What follows is what I did. (Note – I am not the world’s smartest guy, so there may be a better way to do this.)
1. Determine the content types that are in use in the docbase
SELECT distinct d.a_content_type, f.dos_extension FROM dm_document d, dm_format f WHERE d.a_content_type=f.name
This gives you the list of :
- the unique content types of the documents in the docbase,
- and the extensions.
Now with this list, you can do a quick cross-reference.
2. Compare the dos extensions in the list with the File Types list in SharePoint, and you can confirm which objects (documents) in Documentum are actually being crawled by SharePoint.

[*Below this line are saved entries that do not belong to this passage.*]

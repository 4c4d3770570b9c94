//! Course orchestration, including the tuition aggregate carried by the
//! owning bootcamp.

use std::sync::Arc;

use chrono::Utc;
use listing::ListQuery;
use uuid::Uuid;

use crate::domain::ports::{BootcampRepository, CourseListItem, CourseRepository};
use crate::domain::{BootcampSummary, Course, CreateCourse, Error, UpdateCourse, User};

fn no_course(id: Uuid) -> Error {
    Error::not_found(format!("No course with the id of {id}"))
}

/// Course resource rules.
#[derive(Clone)]
pub struct CourseService {
    courses: Arc<dyn CourseRepository>,
    bootcamps: Arc<dyn BootcampRepository>,
}

impl CourseService {
    /// Wire the service.
    #[must_use]
    pub fn new(
        courses: Arc<dyn CourseRepository>,
        bootcamps: Arc<dyn BootcampRepository>,
    ) -> Self {
        Self { courses, bootcamps }
    }

    /// One page of courses plus the filtered total, optionally scoped to
    /// one bootcamp.
    ///
    /// # Errors
    ///
    /// [`Error::not_found`] when a scope bootcamp does not exist.
    pub async fn list(
        &self,
        query: &ListQuery,
        bootcamp_id: Option<Uuid>,
    ) -> Result<(Vec<CourseListItem>, u64), Error> {
        if let Some(id) = bootcamp_id {
            self.require_bootcamp(id).await?;
        }
        Ok(self.courses.list(query, bootcamp_id).await?)
    }

    /// A single course with its bootcamp's summary.
    ///
    /// # Errors
    ///
    /// [`Error::not_found`] when the id does not exist.
    pub async fn get(&self, id: Uuid) -> Result<CourseListItem, Error> {
        let course = self
            .courses
            .find_by_id(id)
            .await?
            .ok_or_else(|| no_course(id))?;
        let bootcamp = self.require_bootcamp(course.bootcamp_id).await?;
        Ok(CourseListItem { course, bootcamp })
    }

    /// Add a course to a bootcamp `actor` controls, then refresh the
    /// bootcamp's average cost.
    ///
    /// # Errors
    ///
    /// [`Error::not_found`] for a missing bootcamp, [`Error::forbidden`]
    /// for non-owners.
    pub async fn create(
        &self,
        actor: &User,
        bootcamp_id: Uuid,
        input: CreateCourse,
    ) -> Result<Course, Error> {
        input.validate()?;
        let bootcamp = self
            .bootcamps
            .find_by_id(bootcamp_id)
            .await?
            .ok_or_else(|| {
                Error::not_found(format!("No bootcamp with the id of {bootcamp_id}"))
            })?;
        if !actor.may_modify(bootcamp.user_id) {
            return Err(Error::forbidden(format!(
                "User {} is not authorized to add a course to bootcamp {bootcamp_id}",
                actor.id
            )));
        }

        let course = Course {
            id: Uuid::new_v4(),
            title: input.trimmed_title().to_owned(),
            description: input.description.clone(),
            weeks: input.weeks,
            tuition: input.tuition,
            minimum_skill: input.minimum_skill,
            scholarship_available: input.scholarship_available,
            bootcamp_id,
            user_id: actor.id,
            created_at: Utc::now(),
        };
        self.courses.insert(&course).await?;
        self.refresh_average_cost(bootcamp_id).await;
        Ok(course)
    }

    /// Apply a partial update, then refresh the bootcamp's average cost.
    ///
    /// # Errors
    ///
    /// [`Error::forbidden`] unless `actor` owns the course or is admin.
    pub async fn update(
        &self,
        actor: &User,
        id: Uuid,
        input: UpdateCourse,
    ) -> Result<Course, Error> {
        input.validate()?;
        let mut course = self
            .courses
            .find_by_id(id)
            .await?
            .ok_or_else(|| no_course(id))?;
        if !actor.may_modify(course.user_id) {
            return Err(Error::forbidden(format!(
                "User {} is not authorized to update course {id}",
                actor.id
            )));
        }

        if let Some(title) = input.title {
            course.title = title.trim().to_owned();
        }
        if let Some(description) = input.description {
            course.description = description;
        }
        if let Some(weeks) = input.weeks {
            course.weeks = weeks;
        }
        if let Some(tuition) = input.tuition {
            course.tuition = tuition;
        }
        if let Some(minimum_skill) = input.minimum_skill {
            course.minimum_skill = minimum_skill;
        }
        if let Some(scholarship_available) = input.scholarship_available {
            course.scholarship_available = scholarship_available;
        }

        self.courses.update(&course).await?;
        self.refresh_average_cost(course.bootcamp_id).await;
        Ok(course)
    }

    /// Delete a course, then refresh the bootcamp's average cost.
    ///
    /// # Errors
    ///
    /// [`Error::forbidden`] unless `actor` owns the course or is admin.
    pub async fn delete(&self, actor: &User, id: Uuid) -> Result<(), Error> {
        let course = self
            .courses
            .find_by_id(id)
            .await?
            .ok_or_else(|| no_course(id))?;
        if !actor.may_modify(course.user_id) {
            return Err(Error::forbidden(format!(
                "User {} is not authorized to delete course {id}",
                actor.id
            )));
        }
        if !self.courses.delete(id).await? {
            return Err(no_course(id));
        }
        self.refresh_average_cost(course.bootcamp_id).await;
        Ok(())
    }

    async fn require_bootcamp(&self, id: Uuid) -> Result<BootcampSummary, Error> {
        self.bootcamps
            .find_by_id(id)
            .await?
            .map(|b| BootcampSummary {
                id: b.id,
                name: b.name,
                description: b.description,
            })
            .ok_or_else(|| Error::not_found(format!("No bootcamp with the id of {id}")))
    }

    /// The aggregate is advisory; a failed refresh must not fail the
    /// mutation that triggered it.
    async fn refresh_average_cost(&self, bootcamp_id: Uuid) {
        if let Err(err) = self.courses.recompute_average_cost(bootcamp_id).await {
            tracing::warn!(error = %err, bootcamp_id = %bootcamp_id, "average cost refresh failed");
        }
    }
}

Take the content type/dos extension list from above and remove all the ones that SharePoint doesn’t crawl.
3. Then run another DQL command. This time use the following query:
SELECT count(*) FROM dm_document WHERE a_content_type IN ( list content_types from above )
And this should give you a count of the documents in the Documentum docbase that SharePoint crawls, and this should be much, much closer to the number listed in SharePoint’s Crawl log.
One thing to be aware of – if you docbase is very active (that is, documents are being worked on most of the day), then the count that the DQL query gives will be as of the time the query was run.The number listed in the crawl log is from the time the crawl was last run. This may cause a difference.